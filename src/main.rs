//! Life Stream CLI - Stream Game of Life video to an ingest endpoint.

#[cfg(feature = "dhat-heap")]
#[global_allocator]
static ALLOC: dhat::Alloc = dhat::Alloc;

use std::fs;
use std::io::Write;
use std::path::PathBuf;
use std::sync::atomic::Ordering;

use life_stream::{
    capture::{CaptureRecorder, CompressionType},
    compute::StreamScheduler,
    schema::{Destination, StreamConfig},
    sink::{FfmpegSink, FrameSink},
};

fn print_usage(program: &str) {
    eprintln!("Usage: {} [config.json] [--capture <file>]", program);
    eprintln!();
    eprintln!("Stream a Game of Life board as live video.");
    eprintln!();
    eprintln!("Arguments:");
    eprintln!("  config.json       Stream configuration (default: built-in settings)");
    eprintln!("  --capture <file>  Record frames to a capture file instead of streaming");
    eprintln!("  --example         Print the default configuration and exit");
    eprintln!();
    eprintln!("The ingest endpoint is read from the first line of the destination");
    eprintln!("file ('stream_url.txt' unless the configuration says otherwise).");
}

fn main() {
    #[cfg(feature = "dhat-heap")]
    let _profiler = dhat::Profiler::new_heap();

    env_logger::init();

    let args: Vec<String> = std::env::args().collect();

    let mut config_path: Option<PathBuf> = None;
    let mut capture_path: Option<PathBuf> = None;
    let mut rest = args.iter().skip(1);
    while let Some(arg) = rest.next() {
        match arg.as_str() {
            "--example" => {
                print_example_config();
                return;
            }
            "--help" | "-h" => {
                print_usage(&args[0]);
                return;
            }
            "--capture" => match rest.next() {
                Some(path) => capture_path = Some(PathBuf::from(path)),
                None => {
                    print_usage(&args[0]);
                    std::process::exit(1);
                }
            },
            path if config_path.is_none() && !path.starts_with('-') => {
                config_path = Some(PathBuf::from(path));
            }
            _ => {
                print_usage(&args[0]);
                std::process::exit(1);
            }
        }
    }

    // Load configuration
    let config: StreamConfig = match &config_path {
        Some(path) => {
            let config_str = fs::read_to_string(path).unwrap_or_else(|e| {
                eprintln!("Error reading config file: {}", e);
                std::process::exit(1);
            });
            serde_json::from_str(&config_str).unwrap_or_else(|e| {
                eprintln!("Error parsing config: {}", e);
                std::process::exit(1);
            })
        }
        None => StreamConfig::default(),
    };

    if let Err(e) = config.validate() {
        eprintln!("Invalid configuration: {}", e);
        std::process::exit(1);
    }

    let (sink, target): (Box<dyn FrameSink>, String) = match &capture_path {
        Some(path) => {
            (
                Box::new(CaptureRecorder::new(path, CompressionType::Lz4)) as Box<dyn FrameSink>,
                path.display().to_string(),
            )
        }
        None => {
            let destination =
                Destination::from_file(&config.destination_file).unwrap_or_else(|e| {
                    eprintln!("{}", e);
                    std::process::exit(1);
                });
            let target = destination.to_string();
            (
                Box::new(FfmpegSink::new(config.encoder.clone(), destination)) as Box<dyn FrameSink>,
                target,
            )
        }
    };

    println!("Life Stream");
    println!("===========");
    println!(
        "Frame: {}x{} @ {} fps",
        config.width, config.height, config.frame_rate
    );
    println!(
        "Board: {}x{} cells ({} px each)",
        config.grid_width(),
        config.grid_height(),
        config.cell_size
    );
    println!(
        "Generation: {} frames, perturbation every {} generations",
        config.generation_duration, config.perturb_interval
    );
    println!("Output: {}", target);
    println!();

    let scheduler = StreamScheduler::new(config, sink).unwrap_or_else(|e| {
        eprintln!("Error: {}", e);
        std::process::exit(1);
    });
    let mut scheduler = scheduler.with_progress(Box::new(|_| {
        print!(".");
        let _ = std::io::stdout().flush();
    }));

    let cancel = scheduler.cancel_handle();
    if let Err(e) = ctrlc::set_handler(move || cancel.store(true, Ordering::Relaxed)) {
        eprintln!("Error installing shutdown handler: {}", e);
        std::process::exit(1);
    }

    let result = scheduler.run();

    println!();
    println!("Exiting...");

    match result {
        Ok(summary) => println!("{}", summary),
        Err(e) => {
            eprintln!("Error: {}", e);
            std::process::exit(1);
        }
    }
}

fn print_example_config() {
    let config = StreamConfig::default();

    println!("Example configuration (config.json):");
    match serde_json::to_string_pretty(&config) {
        Ok(json) => println!("{}", json),
        Err(e) => eprintln!("Error serializing config: {}", e),
    }
}
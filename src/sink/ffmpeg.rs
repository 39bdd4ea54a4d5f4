//! Encoder/muxer sink backed by an external `ffmpeg` process.
//!
//! Raw NV12 frames are written to the child's stdin; ffmpeg encodes them
//! and muxes the result to the destination (an RTMP ingest URL or a file).
//! Closing stdin lets ffmpeg flush the encoder and write the trailer.

use std::io::Write;
use std::process::{Child, ChildStdin, Command, Stdio};

use super::{FrameSink, SinkError, SinkParams};
use crate::compute::Frame;
use crate::schema::{Destination, EncoderConfig};

/// Sink streaming frames through ffmpeg.
pub struct FfmpegSink {
    encoder: EncoderConfig,
    destination: Destination,
    params: Option<SinkParams>,
    child: Option<Child>,
    stdin: Option<ChildStdin>,
}

impl FfmpegSink {
    pub fn new(encoder: EncoderConfig, destination: Destination) -> Self {
        Self {
            encoder,
            destination,
            params: None,
            child: None,
            stdin: None,
        }
    }

    /// Command-line arguments for the encoder process.
    pub fn args(&self, params: &SinkParams) -> Vec<String> {
        let mut args: Vec<String> = ["-hide_banner", "-loglevel", "warning", "-y"]
            .iter()
            .map(|s| s.to_string())
            .collect();

        // Input: raw frames on stdin.
        args.extend([
            "-f".to_string(),
            "rawvideo".to_string(),
            "-pix_fmt".to_string(),
            "nv12".to_string(),
            "-s:v".to_string(),
            format!("{}x{}", params.width, params.height),
            "-r".to_string(),
            params.frame_rate.to_string(),
            "-i".to_string(),
            "-".to_string(),
        ]);

        // Output: encoded and muxed to the destination.
        args.extend([
            "-c:v".to_string(),
            self.encoder.codec.clone(),
            "-preset".to_string(),
            self.encoder.preset.clone(),
            "-b:v".to_string(),
            params.bitrate.to_string(),
            "-g".to_string(),
            params.gop_size.to_string(),
            "-f".to_string(),
            self.encoder.format.clone(),
            self.destination.to_string(),
        ]);

        args
    }
}

impl FrameSink for FfmpegSink {
    fn initialize(&mut self, params: &SinkParams) -> Result<(), SinkError> {
        let args = self.args(params);
        log::info!("starting {} {}", self.encoder.program, args.join(" "));

        let mut command = Command::new(&self.encoder.program);
        command
            .args(&args)
            .stdin(Stdio::piped())
            .stdout(Stdio::null())
            .stderr(Stdio::inherit());

        // A terminal interrupt goes to the whole foreground process group.
        // The encoder gets its own group so that it only stops once stdin
        // is closed by `finalize`.
        #[cfg(unix)]
        {
            use std::os::unix::process::CommandExt;
            command.process_group(0);
        }

        let mut child = command
            .spawn()
            .map_err(|source| SinkError::Spawn {
                program: self.encoder.program.clone(),
                source,
            })?;

        self.stdin = child.stdin.take();
        self.child = Some(child);
        self.params = Some(*params);
        Ok(())
    }

    fn submit(&mut self, frame: &Frame, _index: u64) -> Result<(), SinkError> {
        // ffmpeg derives timestamps from the input frame rate, so frame order
        // on the pipe is the presentation order.
        let params = self.params.as_ref().ok_or(SinkError::NotInitialized)?;
        if frame.byte_len() != params.frame_size() {
            return Err(SinkError::FrameSize {
                expected: params.frame_size(),
                actual: frame.byte_len(),
            });
        }

        let stdin = self.stdin.as_mut().ok_or(SinkError::NotInitialized)?;
        for plane in frame.planes() {
            stdin.write_all(plane)?;
        }
        Ok(())
    }

    fn finalize(&mut self) -> Result<(), SinkError> {
        // Closing the pipe signals end of input.
        drop(self.stdin.take());

        let Some(mut child) = self.child.take() else {
            return Ok(());
        };

        let status = child.wait()?;
        log::info!("encoder exited with {status}");
        if status.success() {
            Ok(())
        } else {
            Err(SinkError::EncoderExit { status })
        }
    }
}

impl Drop for FfmpegSink {
    fn drop(&mut self) {
        drop(self.stdin.take());
        if let Some(mut child) = self.child.take() {
            let _ = child.kill();
            let _ = child.wait();
        }
    }
}
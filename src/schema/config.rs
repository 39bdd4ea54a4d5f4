//! Configuration types for Life Stream sessions.

use std::time::Duration;

use serde::{Deserialize, Serialize};

/// Default destination file, relative to the working directory.
pub const DEFAULT_DESTINATION_FILE: &str = "stream_url.txt";

fn default_destination_file() -> String {
    DEFAULT_DESTINATION_FILE.to_string()
}

/// Top-level stream configuration.
#[derive(Debug, Clone, Serialize, Deserialize)]
pub struct StreamConfig {
    /// Frame width in pixels.
    pub width: usize,
    /// Frame height in pixels.
    pub height: usize,
    /// Frames per second.
    pub frame_rate: u32,
    /// Edge length of one cell in pixels.
    pub cell_size: usize,
    /// Number of frames each generation stays on screen.
    pub generation_duration: u32,
    /// Inject a perturbation every N generations.
    pub perturb_interval: u64,
    /// Randomly fill the board and run `pregenerate_steps` before streaming.
    pub pregenerate: bool,
    /// Number of unpaced steps run before the first frame.
    pub pregenerate_steps: u64,
    /// Target bitrate hint passed to the sink (bits per second).
    pub bitrate: u64,
    /// Keyframe interval hint passed to the sink (frames).
    pub gop_size: u32,
    /// Random seed (None = seeded from entropy).
    #[serde(default)]
    pub random_seed: Option<u64>,
    /// Stop after this many frames (0 = unlimited).
    #[serde(default)]
    pub max_frames: u64,
    /// Frames between progress signals (0 = one nominal second).
    #[serde(default)]
    pub progress_interval: u32,
    /// File holding the destination address on its first line.
    #[serde(default = "default_destination_file")]
    pub destination_file: String,
    /// Encoder/muxer settings.
    #[serde(default)]
    pub encoder: EncoderConfig,
}

impl Default for StreamConfig {
    fn default() -> Self {
        Self {
            width: 1280,
            height: 720,
            frame_rate: 30,
            cell_size: 8,
            generation_duration: 15,
            perturb_interval: 20,
            pregenerate: true,
            pregenerate_steps: 1200,
            bitrate: 3_000_000,
            gop_size: 60,
            random_seed: None,
            max_frames: 0,
            progress_interval: 0,
            destination_file: default_destination_file(),
            encoder: EncoderConfig::default(),
        }
    }
}

/// Settings for the external encoder process.
#[derive(Debug, Clone, Serialize, Deserialize)]
pub struct EncoderConfig {
    /// Encoder executable.
    pub program: String,
    /// Video codec name understood by the encoder.
    pub codec: String,
    /// Codec preset.
    pub preset: String,
    /// Container format.
    pub format: String,
}

impl Default for EncoderConfig {
    fn default() -> Self {
        Self {
            program: "ffmpeg".to_string(),
            codec: "libx264".to_string(),
            preset: "medium".to_string(),
            format: "flv".to_string(),
        }
    }
}

impl StreamConfig {
    /// Board width in cells.
    #[inline]
    pub fn grid_width(&self) -> usize {
        self.width / self.cell_size
    }

    /// Board height in cells.
    #[inline]
    pub fn grid_height(&self) -> usize {
        self.height / self.cell_size
    }

    /// Nominal duration of one frame.
    pub fn frame_period(&self) -> Duration {
        Duration::from_nanos(1_000_000_000 / self.frame_rate as u64)
    }

    /// Frames between progress signals, resolving the 0 default.
    pub fn effective_progress_interval(&self) -> u64 {
        if self.progress_interval == 0 {
            self.frame_rate as u64
        } else {
            self.progress_interval as u64
        }
    }

    /// Validate configuration parameters.
    pub fn validate(&self) -> Result<(), ConfigError> {
        if self.width == 0 || self.height == 0 {
            return Err(ConfigError::InvalidDimensions);
        }
        if self.width % 2 != 0 || self.height % 2 != 0 {
            return Err(ConfigError::OddDimensions {
                width: self.width,
                height: self.height,
            });
        }
        if self.cell_size == 0
            || self.width % self.cell_size != 0
            || self.height % self.cell_size != 0
        {
            return Err(ConfigError::InvalidCellSize {
                cell_size: self.cell_size,
                width: self.width,
                height: self.height,
            });
        }
        if self.frame_rate == 0 {
            return Err(ConfigError::InvalidFrameRate);
        }
        if self.generation_duration == 0 {
            return Err(ConfigError::InvalidGenerationDuration);
        }
        if self.perturb_interval == 0 {
            return Err(ConfigError::InvalidPerturbInterval);
        }
        Ok(())
    }
}

/// Configuration validation errors.
#[derive(Debug, thiserror::Error)]
pub enum ConfigError {
    #[error("Frame dimensions (width, height) must be non-zero")]
    InvalidDimensions,
    #[error("Frame dimensions must be even for NV12 output, got {width}x{height}")]
    OddDimensions { width: usize, height: usize },
    #[error("Cell size {cell_size} must be non-zero and divide the frame size {width}x{height}")]
    InvalidCellSize {
        cell_size: usize,
        width: usize,
        height: usize,
    },
    #[error("Frame rate must be non-zero")]
    InvalidFrameRate,
    #[error("Generation duration must be non-zero")]
    InvalidGenerationDuration,
    #[error("Perturb interval must be non-zero")]
    InvalidPerturbInterval,
}
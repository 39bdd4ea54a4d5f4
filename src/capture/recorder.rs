//! Capture recorder: a frame sink that writes to a capture file.

use std::fs::File;
use std::io::{BufWriter, Seek, SeekFrom, Write};
use std::path::{Path, PathBuf};

use super::format::{CaptureHeader, CompressionType, FrameIndex, compress_lz4};
use crate::compute::Frame;
use crate::sink::{FrameSink, SinkError, SinkParams};

/// Frame sink storing every submitted frame in a `.lscap` file.
///
/// The file is created on `initialize`; the frame index table and the
/// final frame count are written on `finalize`.
pub struct CaptureRecorder {
    path: PathBuf,
    compression: CompressionType,
    writer: Option<BufWriter<File>>,
    header: Option<CaptureHeader>,
    frame_indices: Vec<FrameIndex>,
    /// Byte offset where the next frame will be written.
    next_offset: u64,
}

impl CaptureRecorder {
    /// Create a recorder. LZ4 falls back to raw frames when the `lz4`
    /// feature is disabled, so the header never claims a compression that
    /// was not applied.
    pub fn new<P: AsRef<Path>>(path: P, compression: CompressionType) -> Self {
        let compression = if cfg!(feature = "lz4") {
            compression
        } else {
            CompressionType::None
        };
        Self {
            path: path.as_ref().to_path_buf(),
            compression,
            writer: None,
            header: None,
            frame_indices: Vec::new(),
            next_offset: 0,
        }
    }

    /// Compression recorded in the header.
    pub fn compression(&self) -> CompressionType {
        self.compression
    }

    /// Number of frames written so far.
    pub fn frames_written(&self) -> u64 {
        self.frame_indices.len() as u64
    }
}

impl FrameSink for CaptureRecorder {
    fn initialize(&mut self, params: &SinkParams) -> Result<(), SinkError> {
        let mut writer = BufWriter::new(File::create(&self.path)?);

        let header = CaptureHeader {
            width: params.width as u32,
            height: params.height as u32,
            frame_rate: params.frame_rate,
            frame_count: 0, // Updated on finalize
            first_index: 0,
            compression: self.compression,
        };
        header.write_to(&mut writer)?;

        log::info!("recording capture to {}", self.path.display());
        self.writer = Some(writer);
        self.header = Some(header);
        self.frame_indices.clear();
        self.next_offset = CaptureHeader::SIZE as u64;
        Ok(())
    }

    fn submit(&mut self, frame: &Frame, index: u64) -> Result<(), SinkError> {
        let (Some(writer), Some(header)) = (self.writer.as_mut(), self.header.as_mut()) else {
            return Err(SinkError::NotInitialized);
        };

        if frame.byte_len() != header.frame_size() {
            return Err(SinkError::FrameSize {
                expected: header.frame_size(),
                actual: frame.byte_len(),
            });
        }

        // Stored frames must be contiguous in presentation order.
        if self.frame_indices.is_empty() {
            header.first_index = index;
        } else if index != header.first_index + self.frame_indices.len() as u64 {
            return Err(SinkError::Rejected {
                index,
                reason: format!(
                    "expected presentation index {}",
                    header.first_index + self.frame_indices.len() as u64
                ),
            });
        }

        let offset = self.next_offset;
        let size = match header.compression {
            CompressionType::None => {
                for plane in frame.planes() {
                    writer.write_all(plane)?;
                }
                frame.byte_len()
            }
            CompressionType::Lz4 => {
                let mut raw = Vec::with_capacity(frame.byte_len());
                for plane in frame.planes() {
                    raw.extend_from_slice(plane);
                }
                let compressed = compress_lz4(&raw);
                writer.write_all(&compressed)?;
                compressed.len()
            }
        };

        self.next_offset += size as u64;
        self.frame_indices.push(FrameIndex {
            offset,
            size: size as u64,
        });
        Ok(())
    }

    fn finalize(&mut self) -> Result<(), SinkError> {
        let (Some(mut writer), Some(mut header)) = (self.writer.take(), self.header.take()) else {
            return Ok(());
        };

        for index in &self.frame_indices {
            index.write_to(&mut writer)?;
        }

        header.frame_count = self.frame_indices.len() as u64;
        writer.seek(SeekFrom::Start(0))?;
        header.write_to(&mut writer)?;
        writer.flush()?;

        log::info!(
            "capture {} finalized with {} frames",
            self.path.display(),
            header.frame_count
        );
        Ok(())
    }
}

#[cfg(test)]
mod tests {
    use super::*;
    use crate::capture::CapturePlayer;
    use crate::compute::{Grid, Renderer};
    use tempfile::tempdir;

    fn params() -> SinkParams {
        SinkParams {
            width: 8,
            height: 4,
            frame_rate: 10,
            bitrate: 0,
            gop_size: 0,
        }
    }

    #[test]
    fn test_recorder_basic() {
        let dir = tempdir().unwrap();
        let path = dir.path().join("basic.lscap");

        let mut recorder = CaptureRecorder::new(&path, CompressionType::None);
        recorder.initialize(&params()).unwrap();
        let frame = Frame::new(8, 4);
        for i in 0..5 {
            recorder.submit(&frame, i).unwrap();
        }
        recorder.finalize().unwrap();

        let len = std::fs::metadata(&path).unwrap().len();
        let expected = CaptureHeader::SIZE + 5 * frame.byte_len() + 5 * FrameIndex::SIZE;
        assert_eq!(len, expected as u64);

        let player = CapturePlayer::open(&path).unwrap();
        assert_eq!(player.frame_count(), 5);
        assert_eq!(player.header().first_index, 0);
    }

    #[test]
    fn test_rejects_index_gap() {
        let dir = tempdir().unwrap();
        let mut recorder =
            CaptureRecorder::new(dir.path().join("gap.lscap"), CompressionType::None);
        recorder.initialize(&params()).unwrap();

        let frame = Frame::new(8, 4);
        recorder.submit(&frame, 0).unwrap();
        let err = recorder.submit(&frame, 2).unwrap_err();
        assert!(matches!(err, SinkError::Rejected { index: 2, .. }));
        assert_eq!(recorder.frames_written(), 1);
    }

    #[test]
    fn test_finalize_without_initialize() {
        let dir = tempdir().unwrap();
        let path = dir.path().join("never.lscap");
        let mut recorder = CaptureRecorder::new(&path, CompressionType::None);
        assert!(recorder.finalize().is_ok());
        assert!(!path.exists());
    }

    #[test]
    fn test_offsets_follow_stored_sizes() {
        let dir = tempdir().unwrap();
        let path = dir.path().join("offsets.lscap");

        let mut recorder = CaptureRecorder::new(&path, CompressionType::Lz4);
        recorder.initialize(&params()).unwrap();
        let renderer = Renderer::new(1);
        let mut grid = Grid::new(8, 4);
        let mut frame = Frame::new(8, 4);
        for i in 0..4u64 {
            grid.set(i as usize, 0, true);
            renderer.render(&grid, &mut frame);
            recorder.submit(&frame, i).unwrap();
        }

        let mut expected = CaptureHeader::SIZE as u64;
        for index in &recorder.frame_indices {
            assert_eq!(index.offset, expected);
            expected += index.size;
        }
        recorder.finalize().unwrap();

        let mut player = CapturePlayer::open(&path).unwrap();
        let last = player.read_frame(3).unwrap();
        assert_eq!(&last[..4], &[255, 255, 255, 255]);
        assert_eq!(last.len(), frame.byte_len());
    }

    #[test]
    fn test_header_matches_applied_compression() {
        let dir = tempdir().unwrap();
        let path = dir.path().join("lz4.lscap");

        let mut recorder = CaptureRecorder::new(&path, CompressionType::Lz4);
        let expected = if cfg!(feature = "lz4") {
            CompressionType::Lz4
        } else {
            CompressionType::None
        };
        assert_eq!(recorder.compression(), expected);

        recorder.initialize(&params()).unwrap();
        let frame = Frame::new(8, 4);
        recorder.submit(&frame, 0).unwrap();
        recorder.finalize().unwrap();

        let stored = recorder.frame_indices[0].size as usize;
        if expected == CompressionType::None {
            assert_eq!(stored, frame.byte_len());
        }

        let mut player = CapturePlayer::open(&path).unwrap();
        assert_eq!(player.header().compression, expected);
        assert_eq!(player.read_frame(0).unwrap().len(), frame.byte_len());
    }
}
--
## Requirement
Only one number is wanted: how many lines of the listing above hold the word "that".

## Written response
3